= TASK BRIEF =
Upon reaching the line containing "must not be", output that line and all remaining lines exactly, through the end of the entries, and output nothing before it.

= SOURCE MATERIAL =

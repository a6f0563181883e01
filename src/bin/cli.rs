//! SocialKV CLI
//!
//! Command-line interface over the accounts and status update CSV files.

use std::path::PathBuf;
use std::process::ExitCode;

use clap::{Parser, Subcommand};
use socialkv::{blank_field, Config, Engine, Record, User, UserStatus};
use tracing_subscriber::{fmt, EnvFilter};

/// SocialKV CLI
#[derive(Parser, Debug)]
#[command(name = "socialkv-cli")]
#[command(about = "Manage user accounts and status updates stored as CSV")]
#[command(version)]
struct Args {
    /// Directory holding the CSV files
    #[arg(short, long, default_value = ".")]
    data_dir: String,

    /// User accounts file name
    #[arg(short, long, default_value = "accounts.csv")]
    accounts: String,

    /// Status updates file name
    #[arg(short, long, default_value = "status_updates.csv")]
    statuses: String,

    /// Do not write the files back after a change
    #[arg(long)]
    no_save: bool,

    #[command(subcommand)]
    command: Commands,
}

#[derive(Subcommand, Debug)]
enum Commands {
    /// Add a new user
    AddUser {
        user_id: String,
        email: String,
        user_name: String,
        user_last_name: String,
    },

    /// Update an existing user
    UpdateUser {
        user_id: String,
        email: String,
        user_name: String,
        user_last_name: String,
    },

    /// Delete a user
    DeleteUser { user_id: String },

    /// Show a user
    SearchUser { user_id: String },

    /// Add a new status update
    AddStatus {
        status_id: String,
        user_id: String,
        status_text: String,
    },

    /// Update an existing status update
    UpdateStatus {
        status_id: String,
        user_id: String,
        status_text: String,
    },

    /// Delete a status update
    DeleteStatus { status_id: String },

    /// Show a status update
    SearchStatus { status_id: String },

    /// Merge users from another CSV file
    ImportUsers { file: PathBuf },

    /// Merge status updates from another CSV file
    ImportStatuses { file: PathBuf },

    /// List all users
    ListUsers,

    /// List all status updates
    ListStatuses,
}

impl Commands {
    /// Whether a successful run changes the collections
    fn mutates(&self) -> bool {
        !matches!(
            self,
            Commands::SearchUser { .. }
                | Commands::SearchStatus { .. }
                | Commands::ListUsers
                | Commands::ListStatuses
        )
    }
}

fn main() -> ExitCode {
    // Initialize tracing/logging
    let filter = EnvFilter::try_from_default_env()
        .unwrap_or_else(|_| EnvFilter::new("warn,socialkv=info"));

    fmt()
        .with_env_filter(filter)
        .with_target(true)
        .with_writer(std::io::stderr)
        .init();

    let args = Args::parse();

    let config = Config::builder()
        .data_dir(&args.data_dir)
        .accounts_file(&args.accounts)
        .status_file(&args.statuses)
        .autosave(!args.no_save)
        .build();

    tracing::debug!("SocialKV CLI v{}", socialkv::VERSION);

    let mut engine = match Engine::open(config) {
        Ok(engine) => engine,
        Err(e) => {
            tracing::error!("Failed to open data files: {}", e);
            return ExitCode::FAILURE;
        }
    };

    let mutates = args.command.mutates();
    let ok = run(&mut engine, args.command);

    if ok && mutates && engine.config().autosave && !engine.save_all() {
        return ExitCode::FAILURE;
    }

    if ok {
        ExitCode::SUCCESS
    } else {
        ExitCode::FAILURE
    }
}

/// Execute one command, printing results to stdout
fn run(engine: &mut Engine, command: Commands) -> bool {
    match command {
        Commands::AddUser { user_id, email, user_name, user_last_name } => {
            let values = [
                user_id.as_str(),
                email.as_str(),
                user_name.as_str(),
                user_last_name.as_str(),
            ];
            if has_blank(&values, User::HEADER) {
                return false;
            }
            report(
                engine.add_user(&user_id, &email, &user_name, &user_last_name),
                "User was successfully added",
                "An error occurred while trying to add new user",
            )
        }
        Commands::UpdateUser { user_id, email, user_name, user_last_name } => {
            let values = [
                user_id.as_str(),
                email.as_str(),
                user_name.as_str(),
                user_last_name.as_str(),
            ];
            if has_blank(&values, User::HEADER) {
                return false;
            }
            report(
                engine.update_user(&user_id, &email, &user_name, &user_last_name),
                "User was successfully updated",
                "An error occurred while trying to update user",
            )
        }
        Commands::DeleteUser { user_id } => report(
            engine.delete_user(&user_id),
            "User was successfully deleted",
            "An error occurred while trying to delete user",
        ),
        Commands::SearchUser { user_id } => match engine.search_user(&user_id) {
            Some(user) => {
                println!("User ID: {}", user.user_id);
                println!("Email: {}", user.email);
                println!("Name: {}", user.user_name);
                println!("Last name: {}", user.user_last_name);
                true
            }
            None => {
                println!("ERROR: User does not exist");
                false
            }
        },
        Commands::AddStatus { status_id, user_id, status_text } => {
            let values = [status_id.as_str(), user_id.as_str(), status_text.as_str()];
            if has_blank(&values, UserStatus::HEADER) {
                return false;
            }
            report(
                engine.add_status(&status_id, &user_id, &status_text),
                "New status was successfully added",
                "An error occurred while trying to add new status",
            )
        }
        Commands::UpdateStatus { status_id, user_id, status_text } => {
            let values = [status_id.as_str(), user_id.as_str(), status_text.as_str()];
            if has_blank(&values, UserStatus::HEADER) {
                return false;
            }
            report(
                engine.update_status(&status_id, &user_id, &status_text),
                "Status was successfully updated",
                "An error occurred while trying to update status",
            )
        }
        Commands::DeleteStatus { status_id } => report(
            engine.delete_status(&status_id),
            "Status was successfully deleted",
            "An error occurred while trying to delete status",
        ),
        Commands::SearchStatus { status_id } => match engine.search_status(&status_id) {
            Some(status) => {
                println!("Status ID: {}", status.status_id);
                println!("User ID: {}", status.user_id);
                println!("Status text: {}", status.status_text);
                true
            }
            None => {
                println!("ERROR: Status does not exist");
                false
            }
        },
        Commands::ImportUsers { file } => report(
            engine.load_users(&file),
            "Users were successfully imported",
            "An error occurred while importing users",
        ),
        Commands::ImportStatuses { file } => report(
            engine.load_statuses(&file),
            "Statuses were successfully imported",
            "An error occurred while importing statuses",
        ),
        Commands::ListUsers => {
            for user in engine.users().records_sorted() {
                println!(
                    "{}\t{}\t{}\t{}",
                    user.user_id, user.email, user.user_name, user.user_last_name
                );
            }
            true
        }
        Commands::ListStatuses => {
            for status in engine.statuses().records_sorted() {
                println!("{}\t{}\t{}", status.status_id, status.user_id, status.status_text);
            }
            true
        }
    }
}

/// Refuse values the CSV files could not hold; saved rows must load back
fn has_blank(values: &[&str], header: &'static [&'static str]) -> bool {
    match blank_field(values, header) {
        Some(field) => {
            println!("ERROR: {} must not be empty", field);
            true
        }
        None => false,
    }
}

fn report(ok: bool, success: &str, failure: &str) -> bool {
    if ok {
        println!("{}", success);
    } else {
        println!("{}", failure);
    }
    ok
}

= WRITTEN ANSWER =
            println!("ERROR: {} must not be empty", field);
            true
        }
        None => false,
    }
}

fn report(ok: bool, success: &str, failure: &str) -> bool {
    if ok {
        println!("{}", success);
    } else {
        println!("{}", failure);
    }
    ok
}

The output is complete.